Israeli forces killed two Palestinian journalists in Gaza on Monday in separate strikes, bringing the total number of Palestinian journalists killed to at least 208 since October 7, 2023, according to a count by Gaza officials.
Mohammad Mansour, a correspondent for Palestine Today, was killed along with his wife and child when Israel struck his home in Khan Yunis in southern Gaza. Al Jazeera reported that Israel deliberately targeted Mansour in the attack.
Shortly after, Israeli forces killed Hossam Shabat with a targeted airstrike while he was driving his car in Beit Lahiya, local sources reported. Shabat, who was 23 years old, had become well-known for his reports from northern Gaza amid Israel’s total siege on the region. He was a contributor to U.S. outlet Drop Site News and a reporter for Al Jazeera Mubasher.
Shabat’s friends posted a message written by the young journalist that he requested to be published on social media in the event of his death.
“If you’re reading this, it means I have been killed — most likely targeted — by the Israeli occupation forces,” he said. “When this all began, I was only 21 years old — a college student with dreams like anyone else. For the past 18 months, I have dedicated every moment of my life to my people. I documented the horrors in northern Gaza minute by minute, determined to show the world the truth they tried to bury.”
“By God, I fulfilled my duty as a journalist. I risked everything to report the truth, and now, I am finally at rest — something I haven’t known in the past 18 months,” he wrote. “I did all this because I believe in the Palestinian cause. I believe this land is ours, and it has been the highest honor of my life to die defending it and serving its people.”
Drop Site condemned the attack in a statement. “Drop Site News holds Israel and the U.S. responsible for killing Hossam,” the outlet said. “More than 200 of our Palestinian media colleagues have been killed by Israel — supplied with weapons and given blanket impunity by most Western governments — over the past seventeen months.”
Fellow journalists in Gaza mourned Shabat’s death. “I no longer have words,” said Gaza journalist Abubaker Abed, who was a colleague of Shabat at Drop Site. “This is just an incalculable loss. This is unbearable.”
Shabat, like Abed and many other young people in Gaza, became a war journalist when the genocide began despite having other aspirations. Last year, he thanked university students across the world for protesting for Gaza, noting that he was in his third year in college when the genocide began on October 7, 2023.
“I’ll never be able to finish my studies because Israeli occupation forces bombed my university and every other university in Gaza,” he wrote.
His life was upended as he went out to report on Israel’s genocide, separating from his family in order to show the world the barbarity of the killings.
In October 2024, Israeli authorities issued a list of journalists it was seemingly targeting for assassination, accusing them, without evidence, as being affiliated with “Hamas and Islamic Jihad terrorist” groups. Shabat, who was one of the only journalists left in north Gaza at the time, was on that list. He had already survived another targeted attack in November, when Israeli forces injured him in an apparent “double tap” strike on a house in northern Gaza.
Despite the November attack and concerns he was being hunted by Israeli forces for his work, Shabat pledged to continue reporting.
Just a month ago, amid the ceasefire, Shabat posted a video of him and his mother being reunited after 492 days, having been separated due to Israel’s evacuation orders.

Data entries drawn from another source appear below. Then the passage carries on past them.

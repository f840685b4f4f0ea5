//! Geometric sequence nth root — resolution tiers at `n^(j/D)` recencies
//!
//! The history is split into `D` tiers whose far edges sit at recencies
//! `n^(1/D), n^(2/D), …, n`. Inside tier `j` ranks are kept on a stride of
//! `bit_floor(n^(j/D) / I)`, so each tier holds about `2I` strata and the
//! relative uncertainty at any depth is `O(1 / I)` of that tier's extent.

use super::stride::bit_floor;

pub(crate) const ALGO_NAME: &str = "geom_seq_nth_root";

/// Far edge of tier `tier` (1-based) after `n` depositions
fn tier_target(degree: u64, tier: u64, n: u64) -> f64 {
    (n as f64).powf(tier as f64 / degree as f64)
}

pub(crate) fn stride(degree: u64, interspersal: u64, recency: u64, n: u64) -> u64 {
    (1..=degree)
        .map(|tier| tier_target(degree, tier, n))
        .find(|&target| recency as f64 <= target)
        .map_or_else(
            || bit_floor(n / interspersal),
            |target| bit_floor((target / interspersal as f64) as u64),
        )
        .max(1)
}

pub(crate) fn num_retained_upper_bound(degree: u64, interspersal: u64, n: u64) -> u64 {
    n.min(
        degree
            .saturating_mul(interspersal)
            .saturating_mul(2)
            .saturating_add(1),
    )
}

#[cfg(test)]
mod tests {
    use super::*;
    use crate::policy::stride;

    fn walk(degree: u64, interspersal: u64, n: u64) -> Vec<u64> {
        stride::retained_ranks(|rho, n| stride(degree, interspersal, rho, n), n)
    }

    #[test]
    fn test_retained_ranks() {
        assert_eq!(walk(1, 1, 10), vec![0, 8, 9]);
        assert_eq!(walk(2, 2, 100), vec![0, 32, 64, 92, 96, 99]);
    }

    #[test]
    fn test_count_bound() {
        for (degree, interspersal) in [(1, 1), (2, 2), (3, 2), (4, 4)] {
            for n in 0..3000 {
                let count = walk(degree, interspersal, n).len() as u64;
                assert!(count <= num_retained_upper_bound(degree, interspersal, n));
            }
        }
    }

    #[test]
    fn test_uncertainty_bound() {
        let bound = stride::mrca_uncertainty_abs_upper_bound(
            |rho, n| stride(2, 2, rho, n),
            100,
            100,
            50,
        );
        assert_eq!(bound, 31);
    }
}
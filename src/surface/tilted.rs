//! Tilted curation — density rises toward the most recent ingests
//!
//! Sites split into `levels` rows of `width`. Ingest `t` lands on the row
//! given by the trailing zeros of `t + 1` and cycles within it, so low rows
//! churn fast and the top row keeps a sparse long tail.

use crate::policy::bit_length;

fn dimensions(capacity: u64) -> (u64, u64) {
    let s = bit_length(capacity) - 1;
    let levels = 1u64 << ((s + 1) / 2);
    (levels, capacity / levels)
}

pub(crate) fn assign_storage_site(capacity: u64, time: u64) -> Option<u64> {
    let (levels, width) = dimensions(capacity);
    let top = levels - 1;
    let level = u64::from((time + 1).trailing_zeros()).min(top);
    let index = if level < top {
        (time + 1 - (1 << level)) >> (level + 1)
    } else {
        ((time + 1) >> top) - 1
    };
    Some(level * width + index % width)
}

pub(crate) fn lookup_ingest_times(capacity: u64, num_ingests: u64) -> Vec<Option<u64>> {
    let (levels, width) = dimensions(capacity);
    let top = levels - 1;
    let mut sites = vec![None; capacity as usize];
    for level in 0..levels {
        let count = if level < top {
            (num_ingests + (1 << level)) >> (level + 1)
        } else {
            num_ingests >> top
        };
        for j in 0..width.min(count) {
            let index = count - 1 - ((count - 1 - j) % width);
            let time = if level < top {
                (1 << level) * (2 * index + 1) - 1
            } else {
                (1 << top) * (index + 1) - 1
            };
            sites[(level * width + j) as usize] = Some(time);
        }
    }
    sites
}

Last week, shortly after Israeli authorities resumed their heavy bombing of Gaza despite the ceasefire agreement, Shabat posted a video of him once again putting on his flak jacket and helmet marked “press.”
“I thought it was over and I’d finally get some rest, but the genocide is back in full force, and I’m back on the front lines,” he said.
Shabat had continually pleaded for the world to intervene and end the genocide.
“On October 17th, 2023, Israel bombed Al-Ahli Hospital in Gaza,” Shabat wrote in his final Instagram reel. “Israel denied it. Western media believed it. And the bombing continued as ‘Israel investigated itself.’ UN and NGO investigations proved that Israel indeed did it. No government acted. No condemnations.”
“So Israel continued bombing, besieging and targeting EVERY SINGLE HOSPITAL in Gaza,” he continued. “Eighteen months of genocide and impunity meant that they didn’t have to deny bombing hospitals anymore. No one cares… They say the magic H word and war crimes are justified.”
Even posthumously, Shabat pled for Palestinian rights.
“I ask you now: do not stop speaking about Gaza,” the journalist wrote in his final message. “Do not let the world look away. Keep fighting, keep telling our stories — until Palestine is free.”